* **To do**: Every entry below needs to be repeated exactly as written.

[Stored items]
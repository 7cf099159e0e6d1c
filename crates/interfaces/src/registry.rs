//! Interface registry: resolves interface names to contracts.
//!
//! A registry is assembled once from a fixed set of interfaces and is
//! read-only afterwards, so it can be shared freely between threads running
//! independent compile passes.

use crate::interface::{Interface, sanitize_plug, sanitize_slot};
use crate::package::PackageInfo;
use crate::{Error, Result};
use std::collections::BTreeMap;
use std::sync::Arc;

/// Immutable name → interface table.
#[derive(Debug, Clone)]
pub struct Registry {
    interfaces: BTreeMap<&'static str, Arc<dyn Interface>>,
}

impl Registry {
    /// Builds a registry, refusing two interfaces with the same name.
    pub fn new<I>(interfaces: I) -> Result<Self>
    where
        I: IntoIterator<Item = Arc<dyn Interface>>,
    {
        let mut map = BTreeMap::new();
        for iface in interfaces {
            let name = iface.name();
            if map.insert(name, iface).is_some() {
                return Err(Error::DuplicateInterface(name.to_string()));
            }
        }
        tracing::debug!(count = map.len(), "interface registry built");
        Ok(Self { interfaces: map })
    }

    /// Registry of every built-in interface.
    pub fn builtin() -> Result<Self> {
        Self::new(crate::builtin::interfaces())
    }

    /// Looks up an interface by name.
    pub fn get(&self, name: &str) -> Option<&dyn Interface> {
        self.interfaces.get(name).map(|i| i.as_ref())
    }

    /// Looks up an interface by name, failing if it is not registered.
    pub fn resolve(&self, name: &str) -> Result<&dyn Interface> {
        self.get(name)
            .ok_or_else(|| Error::UnknownInterface(name.to_string()))
    }

    /// All interfaces, sorted by name.
    pub fn interfaces(&self) -> impl Iterator<Item = &dyn Interface> {
        self.interfaces.values().map(|i| i.as_ref())
    }

    pub fn len(&self) -> usize {
        self.interfaces.len()
    }

    pub fn is_empty(&self) -> bool {
        self.interfaces.is_empty()
    }

    /// Validates every plug and slot a package declares.
    ///
    /// Stops at the first failure; a package with any invalid declaration
    /// must be rejected as a whole.
    pub fn sanitize_package(&self, package: &PackageInfo) -> Result<()> {
        for plug in package.plugs.values() {
            let iface = self.resolve(&plug.interface)?;
            sanitize_plug(iface, plug).inspect_err(|e| {
                tracing::warn!(
                    package = package.name(),
                    plug = %plug.name,
                    error = %e,
                    "plug rejected"
                );
            })?;
        }
        for slot in package.slots.values() {
            let iface = self.resolve(&slot.interface)?;
            sanitize_slot(iface, slot).inspect_err(|e| {
                tracing::warn!(
                    package = package.name(),
                    slot = %slot.name,
                    error = %e,
                    "slot rejected"
                );
            })?;
        }
        Ok(())
    }
}

#[cfg(test)]
mod tests {
    use super::*;

    struct Named(&'static str);

    impl Interface for Named {
        fn name(&self) -> &'static str {
            self.0
        }
    }

    #[test]
    fn test_register_and_resolve() {
        let registry = Registry::new([
            Arc::new(Named("beta")) as Arc<dyn Interface>,
            Arc::new(Named("alpha")),
        ])
        .unwrap();

        assert_eq!(registry.len(), 2);
        assert_eq!(registry.resolve("alpha").unwrap().name(), "alpha");
        let names: Vec<_> = registry.interfaces().map(|i| i.name()).collect();
        assert_eq!(names, vec!["alpha", "beta"]);
    }

    #[test]
    fn test_duplicate_is_rejected() {
        let err = Registry::new([
            Arc::new(Named("gpio")) as Arc<dyn Interface>,
            Arc::new(Named("gpio")),
        ])
        .unwrap_err();
        assert!(matches!(err, Error::DuplicateInterface(name) if name == "gpio"));
    }

    #[test]
    fn test_unknown_interface() {
        let registry = Registry::new(Vec::new()).unwrap();
        assert!(registry.is_empty());
        assert!(matches!(
            registry.resolve("nope"),
            Err(Error::UnknownInterface(_))
        ));
    }

    #[test]
    fn test_builtin_registry() {
        let registry = Registry::builtin().unwrap();
        assert!(registry.get("gpio").is_some());
        assert!(registry.get("udisks2").is_some());
    }

    #[test]
    fn test_registry_is_shareable_across_threads() {
        fn assert_send_sync<T: Send + Sync>() {}
        assert_send_sync::<Registry>();

        let registry = Arc::new(Registry::builtin().unwrap());
        let handles: Vec<_> = (0..4)
            .map(|_| {
                let registry = Arc::clone(&registry);
                std::thread::spawn(move || registry.resolve("gpio").map(|i| i.name()).ok())
            })
            .collect();
        for handle in handles {
            assert_eq!(handle.join().unwrap(), Some("gpio"));
        }
    }
}
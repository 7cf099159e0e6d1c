//! Built-in interfaces.

mod gpio;
mod udisks2;

pub use gpio::GpioInterface;
pub use udisks2::UDisks2Interface;

use crate::interface::Interface;
use std::sync::Arc;

/// Every built-in interface, in registration order.
pub fn interfaces() -> Vec<Arc<dyn Interface>> {
    vec![Arc::new(GpioInterface), Arc::new(UDisks2Interface)]
}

* **Task output**:
repository 7cf099159e0e6d1c
filename crates/interfaces/src/registry.rs
//! Interface registry: resolves interface names to contracts.
//!
//! A registry is assembled once from a fixed set of interfaces and is
//! read-only afterwards, so it can be shared freely between threads running
//! independent compile passes.

use crate::interface::{Interface, sanitize_plug, sanitize_slot};
use crate::package::PackageInfo;
use crate::{Error, Result};
use std::collections::BTreeMap;
use std::sync::Arc;

/// Immutable name → interface table.
#[derive(Debug, Clone)]
pub struct Registry {
    interfaces: BTreeMap<&'static str, Arc<dyn Interface>>,
}

impl Registry {
    /// Builds a registry, refusing two interfaces with the same name.
    pub fn new<I>(interfaces: I) -> Result<Self>
    where
        I: IntoIterator<Item = Arc<dyn Interface>>,
    {
        let mut map = BTreeMap::new();
        for iface in interfaces {
            let name = iface.name();
            if map.insert(name, iface).is_some() {
                return Err(Error::DuplicateInterface(name.to_string()));
            }
        }
        tracing::debug!(count = map.len(), "interface registry built");
        Ok(Self { interfaces: map })
    }

    /// Registry of every built-in interface.
    pub fn builtin() -> Result<Self> {
        Self::new(crate::builtin::interfaces())
    }

    /// Looks up an interface by name.
    pub fn get(&self, name: &str) -> Option<&dyn Interface> {
        self.interfaces.get(name).map(|i| i.as_ref())
    }

    /// Looks up an interface by name, failing if it is not registered.
    pub fn resolve(&self, name: &str) -> Result<&dyn Interface> {
        self.get(name)
            .ok_or_else(|| Error::UnknownInterface(name.to_string()))
    }

    /// All interfaces, sorted by name.
    pub fn interfaces(&self) -> impl Iterator<Item = &dyn Interface> {
        self.interfaces.values().map(|i| i.as_ref())
    }

    pub fn len(&self) -> usize {
        self.interfaces.len()
    }

    pub fn is_empty(&self) -> bool {
        self.interfaces.is_empty()
    }

    /// Validates every plug and slot a package declares.
    ///
    /// Stops at the first failure; a package with any invalid declaration
    /// must be rejected as a whole.
    pub fn sanitize_package(&self, package: &PackageInfo) -> Result<()> {
        for plug in package.plugs.values() {
            let iface = self.resolve(&plug.interface)?;
            sanitize_plug(iface, plug).inspect_err(|e| {
                tracing::warn!(
                    package = package.name(),
                    plug = %plug.name,
                    error = %e,
                    "plug rejected"
                );
            })?;
        }
        for slot in package.slots.values() {
            let iface = self.resolve(&slot.interface)?;
            sanitize_slot(iface, slot).inspect_err(|e| {
                tracing::warn!(
                    package = package.name(),
                    slot = %slot.name,
                    error = %e,
                    "slot rejected"
                );
            })?;
        }
        Ok(())
    }
}

#[cfg(test)]
mod tests {
    use super::*;

    struct Named(&'static str);

    impl Interface for Named {
        fn name(&self) -> &'static str {
            self.0
        }
    }

    #[test]
    fn test_register_and_resolve() {
        let registry = Registry::new([
            Arc::new(Named("beta")) as Arc<dyn Interface>,
            Arc::new(Named("alpha")),
        ])
        .unwrap();

        assert_eq!(registry.len(), 2);
        assert_eq!(registry.resolve("alpha").unwrap().name(), "alpha");
        let names: Vec<_> = registry.interfaces().map(|i| i.name()).collect();
        assert_eq!(names, vec!["alpha", "beta"]);
    }

    #[test]
    fn test_duplicate_is_rejected() {
        let err = Registry::new([
            Arc::new(Named("gpio")) as Arc<dyn Interface>,
            Arc::new(Named("gpio")),
        ])
        .unwrap_err();
        assert!(matches!(err, Error::DuplicateInterface(name) if name == "gpio"));
    }

    #[test]
    fn test_unknown_interface() {
        let registry = Registry::new(Vec::new()).unwrap();
        assert!(registry.is_empty());
        assert!(matches!(
            registry.resolve("nope"),
            Err(Error::UnknownInterface(_))
        ));
    }

    #[test]
    fn test_builtin_registry() {
        let registry = Registry::builtin().unwrap();
        assert!(registry.get("gpio").is_some());
        assert!(registry.get("udisks2").is_some());
    }

    #[test]
    fn test_registry_is_shareable_across_threads() {
        fn assert_send_sync<T: Send + Sync>() {}
        assert_send_sync::<Registry>();

        let registry = Arc::new(Registry::builtin().unwrap());
        let handles: Vec<_> = (0..4)
            .map(|_| {
                let registry = Arc::clone(&registry);
                std::thread::spawn(move || registry.resolve("gpio").map(|i| i.name()).ok())
            })
            .collect();
        for handle in handles {
            assert_eq!(handle.join().unwrap(), Some("gpio"));
        }
    }
}
repository 7cf099159e0e6d1c
//! Built-in interfaces.

mod gpio;
mod udisks2;

pub use gpio::GpioInterface;
pub use udisks2::UDisks2Interface;

use crate::interface::Interface;
use std::sync::Arc;

/// Every built-in interface, in registration order.
pub fn interfaces() -> Vec<Arc<dyn Interface>> {
    vec![Arc::new(GpioInterface), Arc::new(UDisks2Interface)]
}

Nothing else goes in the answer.